In an era that puts so much emphasis on stardom over wisdom, the spectacle of messy transitions has become commonplace. A few days before the Indonesian presidential elections, I could be talking about politics, but it doesn’t stop there: the problem permeates to all aspects of life.

If you spend a lifetime getting to where you are, then work all out to give it your best, thereby lifting everyone up to new heights: hats off and we are behind you! But if you stop and just try to keep your seat, that’s the first sign that it‘s time look for replacement. In Indonesia we had a bad case of this during the New Order, and those in power did little to substantially increase the quality of governance (quantity is another story). If anything they set the scene for even more degeneration by cultivating and breeding political lies.
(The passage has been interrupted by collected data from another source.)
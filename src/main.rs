//! Parley Server
//!
//! Run with: cargo run -- serve
//!
//! # Configuration
//!
//! Settings come from a TOML file (`--config`, or the first of
//! `~/.config/parley/config.toml`, `/etc/parley/config.toml`,
//! `./config.toml`), then environment variables, then command-line flags.
//!
//! Environment variables:
//! - `PARLEY_HOST`: Host to bind to (default: 0.0.0.0)
//! - `PARLEY_PORT`: Port to listen on (default: 8080)
//! - `PARLEY_STATIC_DIR`: Directory holding home.html (default: ./static)
//! - `PARLEY_OUTBOUND_FORMAT`: json or htmx (default: json; the bundled
//!   chat page needs htmx)
//! - `PARLEY_SLOW_CONSUMER`: drop or evict (default: drop)
//! - `PARLEY_LOG_LEVEL`, `PARLEY_LOG_FORMAT`: logging (default: info, pretty)
//! - `RUST_LOG`: full filter directive, takes precedence over the log level

use anyhow::Context;
use clap::{Parser, Subcommand};
use parley::api::{serve, AppState};
use parley::config::{generate_default_config, Config, LoggingConfig};
use parley::websocket::Hub;
use std::path::PathBuf;
use tracing_subscriber::{layer::SubscriberExt, util::SubscriberInitExt, EnvFilter};

#[derive(Parser)]
#[command(name = "parley")]
#[command(version = env!("CARGO_PKG_VERSION"))]
#[command(about = "Real-time WebSocket chat relay")]
pub struct Cli {
    #[command(subcommand)]
    pub command: Option<Commands>,
}

#[derive(Subcommand)]
pub enum Commands {
    /// Run the relay server (default)
    Serve {
        /// Path to a TOML config file
        #[arg(short, long)]
        config: Option<PathBuf>,
        /// Host to bind to
        #[arg(long)]
        host: Option<String>,
        /// Port to listen on
        #[arg(short, long)]
        port: Option<u16>,
    },

    /// Generate default config file
    Config {
        /// Output path (default: stdout)
        #[arg(short, long)]
        output: Option<PathBuf>,
    },
}

#[tokio::main]
async fn main() -> anyhow::Result<()> {
    let cli = Cli::parse();

    match cli.command.unwrap_or(Commands::Serve {
        config: None,
        host: None,
        port: None,
    }) {
        Commands::Serve { config, host, port } => run_server(config, host, port).await,
        Commands::Config { output } => {
            let config = generate_default_config();
            match output {
                Some(path) => {
                    std::fs::write(&path, config)
                        .with_context(|| format!("writing config to {:?}", path))?;
                    println!("Config written to {:?}", path);
                }
                None => print!("{}", config),
            }
            Ok(())
        }
    }
}

async fn run_server(
    config_path: Option<PathBuf>,
    host: Option<String>,
    port: Option<u16>,
) -> anyhow::Result<()> {
    let mut config = match config_path.or_else(Config::locate) {
        Some(path) => Config::load_with_env(&path)?,
        None => Config::from_env()?,
    };

    if let Some(host) = host {
        config.server.host = host;
    }
    if let Some(port) = port {
        config.server.port = port;
    }
    config.validate()?;

    init_tracing(&config.logging);

    tracing::info!("Starting Parley relay v{}", env!("CARGO_PKG_VERSION"));
    tracing::info!(
        outbound_format = %config.relay.outbound_format,
        slow_consumer = %config.relay.slow_consumer,
        "Relay configured"
    );
    tracing::info!("Static directory: {:?}", config.server.static_dir);
    if config.chat_page_needs_htmx() {
        tracing::warn!(
            "home.html is served but outbound_format is {}; the chat page only shows messages with outbound_format = \"htmx\"",
            config.relay.outbound_format
        );
    }

    let (hub, dispatch) = Hub::spawn(config.relay.hub_config());
    let state = AppState::new(hub, config.relay.session_config(), config.server.clone());

    serve(state, &config.server).await?;

    // In-flight sessions still hold hub handles; the dispatch loop ends with them.
    dispatch.abort();
    tracing::info!("Parley relay stopped");

    Ok(())
}

/// Install the global tracing subscriber
fn init_tracing(logging: &LoggingConfig) {
    let filter = EnvFilter::try_from_default_env().unwrap_or_else(|_| {
        format!("parley={},tower_http=info", logging.level).into()
    });

    let registry = tracing_subscriber::registry().with(filter);

    if logging.format == "json" {
        registry.with(tracing_subscriber::fmt::layer().json()).init();
    } else {
        registry.with(tracing_subscriber::fmt::layer()).init();
    }
}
But we as citizens do share a little complicity in all of this. How did a relatively uneducated soldier hold us all in thrall for 32 years? Imagine: after nearly four and a half decades, we still are not completely clear on what happened the night of the 30th September. Somehow, we all share a bit of the blame. Somewhere inside us, we seem to like to hold on tight to the comparatively safe same old same old. The end result is that we don’t have any arms free to embrace the new.
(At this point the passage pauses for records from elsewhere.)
//! Client Sessions
//!
//! A session pairs one transport with one outbound mailbox and runs two
//! tasks over it:
//!
//! - the **read pump** is the only reader of the transport. It turns chat
//!   input into [`ChatMessage`]s for the hub and enforces the read deadline.
//! - the **write pump** is the only writer. It drains the mailbox into
//!   frames and sends heartbeat pings.
//!
//! Whichever pump stops first tells the other through a [`PumpLink`], and
//! the read pump always asks the hub to unregister the session on its way
//! out. The hub may also close the mailbox first, which stops the write pump.

use std::sync::Arc;
use std::time::Duration;
use thiserror::Error;
use tokio::sync::{mpsc, oneshot};
use tokio::task::JoinHandle;
use tokio::time::{Instant, MissedTickBehavior};

use super::hub::{Hub, HubError, SessionId};
use super::messages::{ChatInput, ChatMessage};
use super::render::OutboundFormat;
use super::transport::{Frame, Transport, TransportError, TransportReader, TransportWriter};

/// Per-session tunables
///
/// [`accept`] rejects a config that fails [`SessionConfig::validate`].
#[derive(Debug, Clone)]
pub struct SessionConfig {
    /// Deadline for any single transport write
    pub write_wait: Duration,
    /// How long the read side waits for a pong before giving up
    pub pong_wait: Duration,
    /// Heartbeat period, shorter than `pong_wait`
    pub ping_period: Duration,
    /// Largest inbound message accepted, in bytes
    pub max_message_size: usize,
    /// Capacity of the outbound mailbox
    pub mailbox_capacity: usize,
    /// Encoding used for outbound messages
    pub outbound_format: OutboundFormat,
}

impl Default for SessionConfig {
    fn default() -> Self {
        let pong_wait = Duration::from_secs(60);
        Self {
            write_wait: Duration::from_secs(10),
            pong_wait,
            ping_period: pong_wait * 9 / 10,
            max_message_size: 512,
            mailbox_capacity: 256,
            outbound_format: OutboundFormat::Json,
        }
    }
}

impl SessionConfig {
    /// Check that the durations and capacities can drive a session.
    pub fn validate(&self) -> Result<(), String> {
        if self.ping_period.is_zero() {
            return Err("ping period must be greater than zero".to_string());
        }
        if self.ping_period >= self.pong_wait {
            return Err(format!(
                "ping period ({:?}) must be shorter than pong wait ({:?})",
                self.ping_period, self.pong_wait
            ));
        }
        if self.write_wait.is_zero() {
            return Err("write wait must be greater than zero".to_string());
        }
        if self.max_message_size == 0 {
            return Err("max message size must be greater than zero".to_string());
        }
        if self.mailbox_capacity == 0 {
            return Err("mailbox_capacity must be greater than zero".to_string());
        }
        Ok(())
    }
}

/// Errors that prevent a session from starting
#[derive(Debug, Error)]
pub enum SessionError {
    #[error("Invalid session configuration: {0}")]
    InvalidConfig(String),

    #[error(transparent)]
    Hub(#[from] HubError),
}

/// Join handles for a running session's pumps
pub struct SessionHandle {
    pub id: SessionId,
    read: JoinHandle<()>,
    write: JoinHandle<()>,
}

impl SessionHandle {
    /// Wait for both pumps to finish.
    pub async fn join(self) {
        let _ = self.read.await;
        let _ = self.write.await;
    }

    pub fn is_finished(&self) -> bool {
        self.read.is_finished() && self.write.is_finished()
    }
}

/// Accept a connection: register a new session with the hub and start its
/// pumps. Returns as soon as both pumps are spawned.
///
/// If the config is unusable or the hub is gone, the transport is dropped
/// and no session exists.
pub async fn accept<T: Transport>(
    transport: T,
    hub: Hub,
    config: Arc<SessionConfig>,
) -> Result<SessionHandle, SessionError> {
    config.validate().map_err(SessionError::InvalidConfig)?;

    let id = SessionId::new();
    let (mailbox, outbox) = mpsc::channel(config.mailbox_capacity);
    hub.register(id, mailbox).await?;

    tracing::info!(session_id = %id, "WebSocket connected");
    Ok(spawn_pumps(id, transport, outbox, hub, config))
}

/// Start the read and write pumps for an already registered session.
pub(crate) fn spawn_pumps<T: Transport>(
    id: SessionId,
    transport: T,
    outbox: mpsc::Receiver<Arc<ChatMessage>>,
    hub: Hub,
    config: Arc<SessionConfig>,
) -> SessionHandle {
    let (reader, writer) = transport.split();
    let (read_link, write_link) = PumpLink::pair();

    let write_pump = WritePump {
        id,
        viewer: id.to_string(),
        writer,
        outbox,
        link: write_link,
        config: Arc::clone(&config),
    };
    let read_pump = ReadPump {
        id,
        reader,
        hub,
        link: read_link,
        config,
    };

    SessionHandle {
        id,
        write: tokio::spawn(write_pump.run()),
        read: tokio::spawn(read_pump.run()),
    }
}

/// Couples the two pumps of a session: dropping one side wakes the other.
struct PumpLink {
    _alive: oneshot::Sender<()>,
    peer_gone: oneshot::Receiver<()>,
}

impl PumpLink {
    fn pair() -> (Self, Self) {
        let (a_alive, a_gone) = oneshot::channel();
        let (b_alive, b_gone) = oneshot::channel();
        (
            Self {
                _alive: a_alive,
                peer_gone: b_gone,
            },
            Self {
                _alive: b_alive,
                peer_gone: a_gone,
            },
        )
    }
}

/// Why a pump stopped
#[derive(Debug)]
enum PumpExit {
    /// The paired pump stopped first
    PeerStopped,
    /// Peer sent a close frame or the stream ended
    Disconnected,
    /// No pong within the read deadline
    ReadTimeout,
    /// Hub closed the mailbox
    MailboxClosed,
    /// Hub is gone
    HubClosed,
    Transport(TransportError),
}

struct ReadPump<R> {
    id: SessionId,
    reader: R,
    hub: Hub,
    link: PumpLink,
    config: Arc<SessionConfig>,
}

impl<R: TransportReader> ReadPump<R> {
    async fn run(mut self) {
        let exit = self.pump().await;
        match &exit {
            PumpExit::Transport(e) => {
                tracing::debug!(session_id = %self.id, error = %e, "WebSocket receive error");
            }
            other => {
                tracing::debug!(session_id = %self.id, reason = ?other, "Read pump stopped");
            }
        }

        if self.hub.unregister(self.id).is_err() {
            tracing::debug!(session_id = %self.id, "Hub already stopped, nothing to unregister");
        }
        tracing::info!(session_id = %self.id, "WebSocket disconnected");
    }

    async fn pump(&mut self) -> PumpExit {
        let mut deadline = Instant::now() + self.config.pong_wait;

        loop {
            let frame = tokio::select! {
                _ = &mut self.link.peer_gone => return PumpExit::PeerStopped,
                read = tokio::time::timeout_at(deadline, self.reader.recv()) => match read {
                    Err(_) => return PumpExit::ReadTimeout,
                    Ok(None) => return PumpExit::Disconnected,
                    Ok(Some(Err(e))) => return PumpExit::Transport(e),
                    Ok(Some(Ok(frame))) => frame,
                },
            };

            match frame {
                Frame::Pong(_) => {
                    deadline = Instant::now() + self.config.pong_wait;
                }
                Frame::Text(text) => {
                    if let Some(message) = self.decode(&text) {
                        if self.hub.broadcast(message).await.is_err() {
                            return PumpExit::HubClosed;
                        }
                    }
                }
                Frame::Close => return PumpExit::Disconnected,
                Frame::Binary(_) | Frame::Ping(_) => {}
            }
        }
    }

    /// Parse-or-drop: a bad frame never ends the session.
    fn decode(&self, text: &str) -> Option<ChatMessage> {
        if text.len() > self.config.max_message_size {
            tracing::debug!(session_id = %self.id, size = text.len(), "Dropped oversized frame");
            return None;
        }
        match ChatInput::parse(text) {
            Some(input) => Some(ChatMessage::new(self.id.to_string(), input.chatinput)),
            None => {
                tracing::debug!(session_id = %self.id, "Dropped malformed frame");
                None
            }
        }
    }
}

struct WritePump<W> {
    id: SessionId,
    viewer: String,
    writer: W,
    outbox: mpsc::Receiver<Arc<ChatMessage>>,
    link: PumpLink,
    config: Arc<SessionConfig>,
}

impl<W: TransportWriter> WritePump<W> {
    async fn run(mut self) {
        let exit = self.pump().await;
        match &exit {
            PumpExit::Transport(e) => {
                tracing::debug!(session_id = %self.id, error = %e, "WebSocket send failed");
            }
            other => {
                tracing::debug!(session_id = %self.id, reason = ?other, "Write pump stopped");
            }
        }

        let wait = self.config.write_wait;
        match tokio::time::timeout(wait, self.writer.close()).await {
            Ok(Ok(())) => {}
            Ok(Err(e)) => {
                tracing::trace!(session_id = %self.id, error = %e, "Transport close failed");
            }
            Err(_) => {
                tracing::trace!(session_id = %self.id, "Transport close timed out");
            }
        }
    }

    async fn pump(&mut self) -> PumpExit {
        let period = self.config.ping_period;
        let mut ticker = tokio::time::interval_at(Instant::now() + period, period);
        ticker.set_missed_tick_behavior(MissedTickBehavior::Delay);

        loop {
            tokio::select! {
                _ = &mut self.link.peer_gone => return PumpExit::PeerStopped,
                next = self.outbox.recv() => {
                    let Some(first) = next else {
                        // Best effort; the session is over either way
                        let _ = self.write(Frame::Close).await;
                        return PumpExit::MailboxClosed;
                    };
                    if let Some(frame) = self.coalesce(&first) {
                        if let Err(e) = self.write(frame).await {
                            return PumpExit::Transport(e);
                        }
                    }
                }
                _ = ticker.tick() => {
                    if let Err(e) = self.write(Frame::Ping(Vec::new())).await {
                        return PumpExit::Transport(e);
                    }
                }
            }
        }
    }

    /// Build one text frame from `first` plus whatever is already queued.
    fn coalesce(&mut self, first: &ChatMessage) -> Option<Frame> {
        let format = self.config.outbound_format;
        let mut parts: Vec<String> = format.encode(first, &self.viewer).into_iter().collect();

        let mut taken = 1;
        while taken < self.config.mailbox_capacity {
            match self.outbox.try_recv() {
                Ok(next) => {
                    taken += 1;
                    parts.extend(format.encode(&next, &self.viewer));
                }
                Err(_) => break,
            }
        }

        if taken > 1 {
            tracing::trace!(session_id = %self.id, batched = taken, "Coalesced queued messages");
        }
        if parts.is_empty() {
            None
        } else {
            Some(Frame::Text(parts.join("\n")))
        }
    }

    async fn write(&mut self, frame: Frame) -> Result<(), TransportError> {
        let wait = self.config.write_wait;
        tokio::time::timeout(wait, self.writer.send(frame))
            .await
            .unwrap_or(Err(TransportError::Timeout(wait)))
    }
}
Yes it is time to move on. But moving on means not repeating the same mistakes, which in turn means understanding 1.what the mistake was, and 2. what the mistake means to us. When it is convenient, Southeast Asians like to do a little repression whilst claiming a faux social tolerance for the good of all: it usually ends up in flames, to the detriment of many. Thailand, land of smiles, is the latest example this.

In the case of the New Order, time marched on – even the strongest castles fall to the siege of time – and regimes changed. Yet there are still a significant few players out there from that era, clinging to old ways and getting a way with it. Some have even been major actors in past transgressions of human rights. A friend of mine said during an online chat session: “We Indonesians have amnesia”. Do we really have to be The Republic of Indoamnesia to keep things peaceful? And is it only pols who are displaying this despotic behaviour?

Where do we find these residues? For a start, everywhere there is bureaucracy. Take culture: there is still a strong tendency to have bureaucratic mechanisms of approval that tell us what is culture and what isn’t acceptable. Most of what gets approved is pretty safely ‘traditional’ or within fifty meters of it. And most of us just nod our heads and murmur assent.

It is extremely rare that you get a government official like the current mayor of Denpasar who actually contributed to the expenses of a local “rockabilly” band (The Hydrant) who had been invited to tour in Europe. Yet it makes perfect sense – after all it’s not just Legong happening in Bali*. Thinking outside the box doesn’t happen frequently enough.

It comes back to wisdom over stardom: knowing when you really can still contribute, and knowing when to hand off the baton while things are still running well. Allowing for young blood to rise through the ranks and develop their own capacity is paramount. To do this there is a need to give them extraordinary opportunities and responsibilities. If they don’t learn, then who are you going to pass the baton too? And if they don’t know their own strengths and weaknesses, how are they going to hold on to the baton?

Bali, 4th July

*sidenote: another local band, the punk group “Superman is Dead” is currently touring the USA.